Há dezenas de exemplos que destacam o impacto tangível da edição de genes na cadeia de suprimento de alimentos, desde o salmão aprovado pela FDA, que cresce duas vezes mais rápido do que seus progenitores (e está no mercado dos EUA desde 2015), até os porcos com edição CRISPR desenvolvidos por cientistas chineses em 2018 e resistentes a infecções virais.
Esse último representa muito bem os benefícios que os OGMs podem proporcionar quando usados de forma responsável e estratégica para atender a necessidades humanas sérias, bem como as restrições sociopolíticas e logísticas que reduzem seu alcance e bloqueiam o acesso a alimentos modificados por genes para milhões de pessoas que seriam as mais beneficiadas.
O Golden Rice é uma cultura com infusão de betacaroteno com 20 anos de existência, desenvolvida especificamente para combater a desnutrição e as deficiências de vitamina A, que provocam cegueira em 250 mil a 500 mil crianças por ano e matam metade das que ficam cegas em um ano, de acordo com a Organização Mundial da Saúde.
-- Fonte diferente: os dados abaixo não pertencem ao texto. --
use std::collections::{BTreeMap, HashMap};
use std::fmt;

use serde::{Deserialize, Serialize};
use thiserror::Error;
use tracing::debug;

use crate::keyboard::geometry::{Geometry, PhysicalKeyId};

/// Which held modifier selects among the characters of one physical key.
#[derive(Clone, Copy, Debug, PartialEq, Eq, Hash, PartialOrd, Ord)]
pub enum ModifierLevel {
    Base,
    Shift,
    AltGr,
}

impl ModifierLevel {
    pub const ALL: [ModifierLevel; 3] = [
        ModifierLevel::Base,
        ModifierLevel::Shift,
        ModifierLevel::AltGr,
    ];

    /// AltGr takes precedence: there is no AltGr+Shift level.
    pub fn from_modifiers(shift: bool, alt_gr: bool) -> Self {
        if alt_gr {
            ModifierLevel::AltGr
        } else if shift {
            ModifierLevel::Shift
        } else {
            ModifierLevel::Base
        }
    }
}

/// What one key produces at one level.
#[derive(Clone, Copy, Debug, PartialEq, Eq, Hash, PartialOrd, Ord)]
pub enum Symbol {
    Char(char),
    /// Dead-key trigger; the char is the glyph emitted when it is typed literally.
    Dead(char),
}

impl Symbol {
    /// Descriptor notation: `"a"`, `"*^"` for a dead key, `""` for nothing.
    fn parse(raw: &str) -> Option<Option<Symbol>> {
        let mut chars = raw.chars();
        match (chars.next(), chars.next(), chars.next()) {
            (None, _, _) => Some(None),
            (Some(c), None, _) => Some(Some(Symbol::Char(c))),
            (Some('*'), Some(g), None) => Some(Some(Symbol::Dead(g))),
            _ => None,
        }
    }

    pub fn glyph(self) -> char {
        match self {
            Symbol::Char(c) | Symbol::Dead(c) => c,
        }
    }

    pub fn as_char(self) -> Option<char> {
        match self {
            Symbol::Char(c) => Some(c),
            Symbol::Dead(_) => None,
        }
    }
}

impl fmt::Display for Symbol {
    fn fmt(&self, f: &mut fmt::Formatter<'_>) -> fmt::Result {
        match self {
            Symbol::Char(c) => write!(f, "{c}"),
            Symbol::Dead(c) => write!(f, "*{c}"),
        }
    }
}

#[derive(Clone, Debug, PartialEq, Eq)]
pub struct KeyMapping {
    pub key: PhysicalKeyId,
    pub base: Option<Symbol>,
    pub shift: Option<Symbol>,
    pub alt_gr: Option<Symbol>,
}

impl KeyMapping {
    pub fn symbol(&self, level: ModifierLevel) -> Option<Symbol> {
        match level {
            ModifierLevel::Base => self.base,
            ModifierLevel::Shift => self.shift,
            ModifierLevel::AltGr => self.alt_gr,
        }
    }
}

#[derive(Clone, Debug, PartialEq, Eq)]
pub struct DeadKeyRule {
    pub trigger: char,
    pub combining: BTreeMap<Symbol, char>,
}

impl DeadKeyRule {
    pub fn compose(&self, input: Symbol) -> Option<char> {
        self.combining.get(&input).copied()
    }
}

/// One press of a physical key at a modifier level.
#[derive(Clone, Copy, Debug, PartialEq, Eq, Hash)]
pub struct Keystroke {
    pub key: PhysicalKeyId,
    pub level: ModifierLevel,
}

#[derive(Debug, Error)]
pub enum ParseError {
    #[error("invalid layout descriptor: {0}")]
    Json(#[from] serde_json::Error),
    #[error("cannot read layout file {path}: {source}")]
    Io {
        path: String,
        #[source]
        source: std::io::Error,
    },
    #[error("layout {layout}: key {key} is not part of the {geometry} geometry")]
    UnknownKey {
        layout: String,
        key: String,
        geometry: Geometry,
    },
    #[error("layout {layout}: key {key} lists {count} levels, at most 3 are supported")]
    TooManyLevels {
        layout: String,
        key: String,
        count: usize,
    },
    #[error("layout {layout}: invalid symbol {symbol:?} on {key}")]
    InvalidSymbol {
        layout: String,
        key: String,
        symbol: String,
    },
    #[error("layout {layout}: invalid dead key name {name:?}")]
    InvalidDeadKeyName { layout: String, name: String },
    #[error("layout {layout}: dead key *{trigger} has invalid combination {input:?} -> {output:?}")]
    InvalidCombination {
        layout: String,
        trigger: char,
        input: String,
        output: String,
    },
    #[error("layout {layout}: dead key *{trigger} is typed by a key but has no combining table")]
    UndefinedDeadKey { layout: String, trigger: char },
    #[error("layout {layout}: dead key table *{trigger} is not produced by any key")]
    OrphanDeadKey { layout: String, trigger: char },
    #[error("layout {layout} has no key mappings")]
    Empty { layout: String },
    #[error("layout {layout} includes unknown layout {include}")]
    UnknownInclude { layout: String, include: String },
    #[error("layout include cycle: {chain}")]
    IncludeCycle { chain: String },
}

/// Layout data as shipped on disk: keys map a `KeyboardEvent.code` to up to three
/// level strings (base, shift, altgr), dead key tables are named `*<glyph>`.
#[derive(Clone, Debug, Default, Serialize, Deserialize)]
pub struct LayoutDescriptor {
    pub id: String,
    #[serde(default)]
    pub name: Option<String>,
    #[serde(default)]
    pub geometry: Option<Geometry>,
    #[serde(default)]
    pub include: Option<String>,
    #[serde(default)]
    pub keys: BTreeMap<String, Vec<String>>,
    #[serde(default)]
    pub dead_keys: BTreeMap<String, BTreeMap<String, String>>,
}

impl LayoutDescriptor {
    pub fn from_json(json: &str) -> Result<Self, ParseError> {
        Ok(serde_json::from_str(json)?)
    }

    /// Lay this descriptor over the layout it includes. Keys and dead key tables
    /// defined here replace the base's; everything else is inherited.
    pub fn merged_onto(self, base: LayoutDescriptor) -> LayoutDescriptor {
        let mut keys = base.keys;
        keys.extend(self.keys);
        let mut dead_keys = base.dead_keys;
        dead_keys.extend(self.dead_keys);
        LayoutDescriptor {
            id: self.id,
            name: self.name.or(base.name),
            geometry: self.geometry.or(base.geometry),
            include: base.include,
            keys,
            dead_keys,
        }
    }
}

/// A validated layout with the lookup tables used while typing.
#[derive(Clone, Debug)]
pub struct Layout {
    id: String,
    name: String,
    geometry: Geometry,
    mappings: Vec<KeyMapping>,
    dead_keys: BTreeMap<char, DeadKeyRule>,
    by_key: HashMap<(PhysicalKeyId, ModifierLevel), Symbol>,
    by_char: HashMap<char, Vec<Keystroke>>,
    triggers: HashMap<char, Keystroke>,
}

impl Layout {
    pub fn from_json(json: &str) -> Result<Self, ParseError> {
        Self::load(&LayoutDescriptor::from_json(json)?)
    }

    /// Validate a descriptor and build the lookup tables. Includes must already be
    /// merged (see the layout registry).
    pub fn load(descriptor: &LayoutDescriptor) -> Result<Self, ParseError> {
        let id = descriptor.id.clone();
        if let Some(include) = &descriptor.include {
            return Err(ParseError::UnknownInclude {
                layout: id,
                include: include.clone(),
            });
        }
        let geometry = descriptor.geometry.unwrap_or_default();

        let mut mappings = Vec::with_capacity(descriptor.keys.len());
        for (code, levels) in &descriptor.keys {
            let key = PhysicalKeyId::parse(code)
                .filter(|&k| geometry.contains(k))
                .ok_or_else(|| ParseError::UnknownKey {
                    layout: id.clone(),
                    key: code.clone(),
                    geometry,
                })?;
            if levels.len() > 3 {
                return Err(ParseError::TooManyLevels {
                    layout: id.clone(),
                    key: code.clone(),
                    count: levels.len(),
                });
            }
            let mut symbols = [None; 3];
            for (slot, raw) in symbols.iter_mut().zip(levels) {
                *slot = Symbol::parse(raw).ok_or_else(|| ParseError::InvalidSymbol {
                    layout: id.clone(),
                    key: code.clone(),
                    symbol: raw.clone(),
                })?;
            }
            mappings.push(KeyMapping {
                key,
                base: symbols[0],
                shift: symbols[1],
                alt_gr: symbols[2],
            });
        }
        if mappings.iter().all(|m| ModifierLevel::ALL.iter().all(|&l| m.symbol(l).is_none())) {
            return Err(ParseError::Empty { layout: id });
        }
        mappings.sort_by_key(|m| geometry.position(m.key));

        let mut dead_keys = BTreeMap::new();
        for (name, table) in &descriptor.dead_keys {
            let trigger = match Symbol::parse(name) {
                Some(Some(Symbol::Dead(g))) => g,
                _ => {
                    return Err(ParseError::InvalidDeadKeyName {
                        layout: id,
                        name: name.clone(),
                    });
                }
            };
            let mut combining = BTreeMap::new();
            for (input, output) in table {
                let invalid = || ParseError::InvalidCombination {
                    layout: id.clone(),
                    trigger,
                    input: input.clone(),
                    output: output.clone(),
                };
                let input_symbol = Symbol::parse(input).flatten().ok_or_else(invalid)?;
                let output_char = match Symbol::parse(output) {
                    Some(Some(Symbol::Char(c))) => c,
                    _ => return Err(invalid()),
                };
                combining.insert(input_symbol, output_char);
            }
            dead_keys.insert(trigger, DeadKeyRule { trigger, combining });
        }

        let mut layout = Layout {
            name: descriptor.name.clone().unwrap_or_else(|| id.clone()),
            id,
            geometry,
            mappings,
            dead_keys,
            by_key: HashMap::new(),
            by_char: HashMap::new(),
            triggers: HashMap::new(),
        };
        layout.index()?;
        debug!(
            layout = %layout.id,
            keys = layout.mappings.len(),
            dead_keys = layout.dead_keys.len(),
            "loaded keyboard layout"
        );
        Ok(layout)
    }

    fn index(&mut self) -> Result<(), ParseError> {
        for mapping in &self.mappings {
            for level in ModifierLevel::ALL {
                let Some(symbol) = mapping.symbol(level) else {
                    continue;
                };
                let stroke = Keystroke {
                    key: mapping.key,
                    level,
                };
                self.by_key.insert((mapping.key, level), symbol);
                match symbol {
                    // Later keys overwrite earlier ones; a key keeps its own lowest level.
                    Symbol::Char(c) => {
                        if self.by_char.get(&c).is_none_or(|seq| seq[0].key != mapping.key) {
                            self.by_char.insert(c, vec![stroke]);
                        }
                    }
                    Symbol::Dead(t) => {
                        if !self.dead_keys.contains_key(&t) {
                            return Err(ParseError::UndefinedDeadKey {
                                layout: self.id.clone(),
                                trigger: t,
                            });
                        }
                        if self.triggers.get(&t).is_none_or(|s| s.key != mapping.key) {
                            self.triggers.insert(t, stroke);
                        }
                    }
                }
            }
        }

        let mut composed: HashMap<char, Vec<Keystroke>> = HashMap::new();
        for rule in self.dead_keys.values() {
            let Some(&first) = self.triggers.get(&rule.trigger) else {
                return Err(ParseError::OrphanDeadKey {
                    layout: self.id.clone(),
                    trigger: rule.trigger,
                });
            };
            for (&input, &output) in &rule.combining {
                if self.by_char.contains_key(&output) {
                    continue;
                }
                let second = match input {
                    Symbol::Char(c) => self.by_char.get(&c).map(|seq| seq[0]),
                    Symbol::Dead(u) => self.triggers.get(&u).copied(),
                };
                if let Some(second) = second {
                    composed.entry(output).or_insert_with(|| vec![first, second]);
                }
            }
            if !rule.combining.contains_key(&Symbol::Dead(rule.trigger))
                && !self.by_char.contains_key(&rule.trigger)
            {
                composed
                    .entry(rule.trigger)
                    .or_insert_with(|| vec![first, first]);
            }
        }
        for (c, seq) in composed {
            self.by_char.entry(c).or_insert(seq);
        }
        Ok(())
    }

    pub fn id(&self) -> &str {
        &self.id
    }

    pub fn name(&self) -> &str {
        &self.name
    }

    pub fn geometry(&self) -> Geometry {
        self.geometry
    }

    /// Key mappings in geometry order.
    pub fn mappings(&self) -> &[KeyMapping] {
        &self.mappings
    }

    pub fn symbol(&self, key: PhysicalKeyId, level: ModifierLevel) -> Option<Symbol> {
        self.by_key.get(&(key, level)).copied()
    }

    pub fn dead_key(&self, trigger: char) -> Option<&DeadKeyRule> {
        self.dead_keys.get(&trigger)
    }

    pub fn dead_keys(&self) -> impl Iterator<Item = &DeadKeyRule> {
        self.dead_keys.values()
    }

    /// Keystrokes that type `ch`: one for direct characters, two (trigger, then
    /// base) for characters only reachable through a dead key.
    pub fn sequence_for(&self, ch: char) -> Option<&[Keystroke]> {
        self.by_char.get(&ch).map(Vec::as_slice)
    }

    /// The key that directly types `ch`, if any.
    pub fn key_for_char(&self, ch: char) -> Option<PhysicalKeyId> {
        self.sequence_for(ch)
            .filter(|seq| seq.len() == 1)
            .map(|seq| seq[0].key)
    }

    /// Whether every character of `text` can be typed on this layout.
    pub fn can_type(&self, text: &str) -> bool {
        text.chars().all(|c| self.by_char.contains_key(&c))
    }
}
O fato de essa cultura modificada ainda ter dificuldades para atingir seu mercado-alvo não é nada bom, já que o mundo precisará produzir pelo menos 50% (no mínimo) a mais de alimentos e energia do que produz hoje até 2030 para sustentar todos os habitantes do planeta.
As pessoas estão cautelosas em relação à modificação genética daquilo que comem, mas o estudo dos frangos criados com CRISPR demonstra como os alimentos geneticamente modificados podem se tornar importantes para garantir que a cadeia alimentar resista às ameaças ambientais, patogênicas e de doenças que ainda não conhecemos.
Com informações da redação da Fast Company Brasil.